[RECORDS SHOWN]:
//! Error types for formcheck operations.
//!
//! Per-field validation failures are not errors; they are reported as data
//! in [`crate::report::ValidationReport`]. This enum covers the operational
//! boundary only: backend lookup by string, payload I/O, schema compilation,
//! and configuration loading.

use thiserror::Error;

/// Result type for formcheck operations.
pub type Result<T> = std::result::Result<T, FormcheckError>;

#[derive(Error, Debug)]
pub enum FormcheckError {
    #[error("unknown backend '{0}' (expected one of: jsonschema, garde, fluent)")]
    UnknownBackend(String),

    #[error("failed to compile the JSON Schema document: {0}")]
    SchemaCompile(String),

    #[error("IO error: {0}")]
    Io(#[from] std::io::Error),

    #[error("JSON error: {0}")]
    Json(#[from] serde_json::Error),

    #[error("config error: {0}")]
    Config(#[from] config_crate::ConfigError),
}
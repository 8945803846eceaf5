//! The form payload and the constraint constants shared by every backend.

use std::path::Path;

use serde::{Deserialize, Serialize};

use crate::error::Result;

/// Allowed values for the `radio` field.
pub const RADIO_OPTIONS: [&str; 3] = ["option1", "option2", "option3"];

/// Minimum length for `text`.
pub const TEXT_MIN_LEN: usize = 3;
/// Minimum value for `number`.
pub const NUMBER_MIN: f64 = 1.0;
/// Inclusive lower bound for `range`.
pub const RANGE_MIN: f64 = 0.0;
/// Inclusive upper bound for `range`.
pub const RANGE_MAX: f64 = 100.0;
/// Minimum item count for `array`.
pub const ARRAY_MIN_ITEMS: usize = 1;
/// Minimum length of each `array` item.
pub const ARRAY_ITEM_MIN_LEN: usize = 5;

/// A file-like value standing in for a browser upload.
#[derive(Debug, Clone, PartialEq, Serialize, Deserialize)]
pub struct FileUpload {
    /// Original filename.
    pub name: String,
    /// Size in bytes.
    #[serde(default)]
    pub size: u64,
    /// MIME type, when known.
    #[serde(default, skip_serializing_if = "Option::is_none")]
    pub content_type: Option<String>,
}

/// The eight-field form contract shared by every backend.
///
/// Field types are the deserialized shape of the submitted form: value-level
/// violations (short text, out-of-range numbers, a missing file) are all
/// representable and left to the backends to report. A payload that does not
/// deserialize at all is an operational error, not a validation failure.
#[derive(Debug, Clone, PartialEq, Serialize, Deserialize)]
pub struct FormPayload {
    pub text: String,
    pub select: String,
    pub number: f64,
    pub range: f64,
    pub date: String,
    pub file: Option<FileUpload>,
    pub checkbox: bool,
    pub radio: String,
    pub array: Vec<String>,
}

impl FormPayload {
    /// A payload that satisfies every constraint. Used by the CLI `sample`
    /// command and as a test fixture.
    pub fn sample() -> Self {
        Self {
            text: "hello".to_string(),
            select: "a".to_string(),
            number: 1.0,
            range: 50.0,
            date: "2024-01-01".to_string(),
            file: Some(FileUpload {
                name: "resume.pdf".to_string(),
                size: 1024,
                content_type: Some("application/pdf".to_string()),
            }),
            checkbox: true,
            radio: "option1".to_string(),
            array: vec!["hello".to_string()],
        }
    }

    /// Parse a payload from a JSON string.
    pub fn from_json(input: &str) -> Result<Self> {
        Ok(serde_json::from_str(input)?)
    }

    /// Read a payload from a JSON file.
    pub fn from_json_file(path: &Path) -> Result<Self> {
        let content = std::fs::read_to_string(path)?;
        Self::from_json(&content)
    }
}

/// Strict ISO calendar date check: `YYYY-MM-DD`, zero-padded, and a date
/// that actually exists. The round-trip comparison rejects unpadded forms
/// like `2024-1-1` that chrono would otherwise accept.
pub fn is_iso_date(value: &str) -> bool {
    match chrono::NaiveDate::parse_from_str(value, "%Y-%m-%d") {
        Ok(date) => date.format("%Y-%m-%d").to_string() == value,
        Err(_) => false,
    }
}

#[cfg(test)]
mod tests {
    use super::*;

    #[test]
    fn test_sample_round_trips_through_json() {
        let sample = FormPayload::sample();
        let json = serde_json::to_string(&sample).unwrap();
        let parsed = FormPayload::from_json(&json).unwrap();
        assert_eq!(parsed, sample);
    }

    #[test]
    fn test_missing_file_serializes_as_null() {
        let mut payload = FormPayload::sample();
        payload.file = None;
        let value = serde_json::to_value(&payload).unwrap();
        assert!(value["file"].is_null());
    }

    #[test]
    fn test_iso_date_accepts_real_dates() {
        assert!(is_iso_date("2024-01-01"));
        assert!(is_iso_date("2000-02-29"));
    }

    #[test]
    fn test_iso_date_rejects_bad_input() {
        assert!(!is_iso_date(""));
        assert!(!is_iso_date("not-a-date"));
        assert!(!is_iso_date("2024-13-01"));
        assert!(!is_iso_date("2023-02-29"));
        assert!(!is_iso_date("2024-1-1"));
    }
}
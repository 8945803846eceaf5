//! Backend-neutral validation outcome.
//!
//! Each backend translates its library's native failure representation into
//! a [`ValidationReport`], so consumers never see library-specific error
//! types. Per-field failures are data here, not `Err` values.

use std::fmt;

use serde::{Deserialize, Serialize};

/// A single violated constraint.
#[derive(Debug, Clone, PartialEq, Eq, Serialize, Deserialize)]
pub struct FieldError {
    /// The payload field the constraint belongs to. Item-level failures in
    /// `array` report the field as `array`.
    pub field: String,
    /// The human-readable message paired with the constraint.
    pub message: String,
}

impl FieldError {
    pub fn new(field: impl Into<String>, message: impl Into<String>) -> Self {
        Self {
            field: field.into(),
            message: message.into(),
        }
    }
}

impl fmt::Display for FieldError {
    fn fmt(&self, f: &mut fmt::Formatter<'_>) -> fmt::Result {
        write!(f, "{}: {}", self.field, self.message)
    }
}

/// Everything a backend has to say about one payload.
#[derive(Debug, Clone, Default, PartialEq, Serialize, Deserialize)]
pub struct ValidationReport {
    errors: Vec<FieldError>,
}

impl ValidationReport {
    pub fn new() -> Self {
        Self::default()
    }

    pub fn push(&mut self, error: FieldError) {
        self.errors.push(error);
    }

    /// True when no constraint was violated.
    pub fn is_valid(&self) -> bool {
        self.errors.is_empty()
    }

    pub fn len(&self) -> usize {
        self.errors.len()
    }

    pub fn is_empty(&self) -> bool {
        self.errors.is_empty()
    }

    pub fn errors(&self) -> &[FieldError] {
        &self.errors
    }

    pub fn first(&self) -> Option<&FieldError> {
        self.errors.first()
    }

    /// All messages reported for one field, in report order.
    pub fn messages_for(&self, field: &str) -> Vec<&str> {
        self.errors
            .iter()
            .filter(|e| e.field == field)
            .map(|e| e.message.as_str())
            .collect()
    }

    pub fn into_errors(self) -> Vec<FieldError> {
        self.errors
    }
}

impl FromIterator<FieldError> for ValidationReport {
    fn from_iter<I: IntoIterator<Item = FieldError>>(iter: I) -> Self {
        Self {
            errors: iter.into_iter().collect(),
        }
    }
}

impl fmt::Display for ValidationReport {
    fn fmt(&self, f: &mut fmt::Formatter<'_>) -> fmt::Result {
        for (i, error) in self.errors.iter().enumerate() {
            if i > 0 {
                writeln!(f)?;
            }
            write!(f, "{error}")?;
        }
        Ok(())
    }
}

#[cfg(test)]
mod tests {
    use super::*;

    #[test]
    fn test_empty_report_is_valid() {
        let report = ValidationReport::new();
        assert!(report.is_valid());
        assert!(report.first().is_none());
    }

    #[test]
    fn test_messages_for_filters_by_field() {
        let mut report = ValidationReport::new();
        report.push(FieldError::new("text", "too short"));
        report.push(FieldError::new("array", "empty"));
        report.push(FieldError::new("array", "item too short"));

        assert!(!report.is_valid());
        assert_eq!(report.len(), 3);
        assert_eq!(report.messages_for("text"), vec!["too short"]);
        assert_eq!(report.messages_for("array"), vec!["empty", "item too short"]);
        assert!(report.messages_for("radio").is_empty());
    }

    #[test]
    fn test_display_one_error_per_line() {
        let report: ValidationReport = [
            FieldError::new("text", "too short"),
            FieldError::new("checkbox", "must agree"),
        ]
        .into_iter()
        .collect();

        assert_eq!(report.to_string(), "text: too short\ncheckbox: must agree");
    }
}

[TASK INSTRUCTIONS]:
Using the records above, write out exactly the lines between the one holding "pub const TEXT_MIN_LEN: usize = 3;" and the one holding "Minimum item count", inclusive; leave everything else out.

[ANSWER SPACE]:
pub const TEXT_MIN_LEN: usize = 3;
/// Minimum value for `number`.
pub const NUMBER_MIN: f64 = 1.0;
/// Inclusive lower bound for `range`.
pub const RANGE_MIN: f64 = 0.0;
/// Inclusive upper bound for `range`.
pub const RANGE_MAX: f64 = 100.0;
/// Minimum item count for `array`.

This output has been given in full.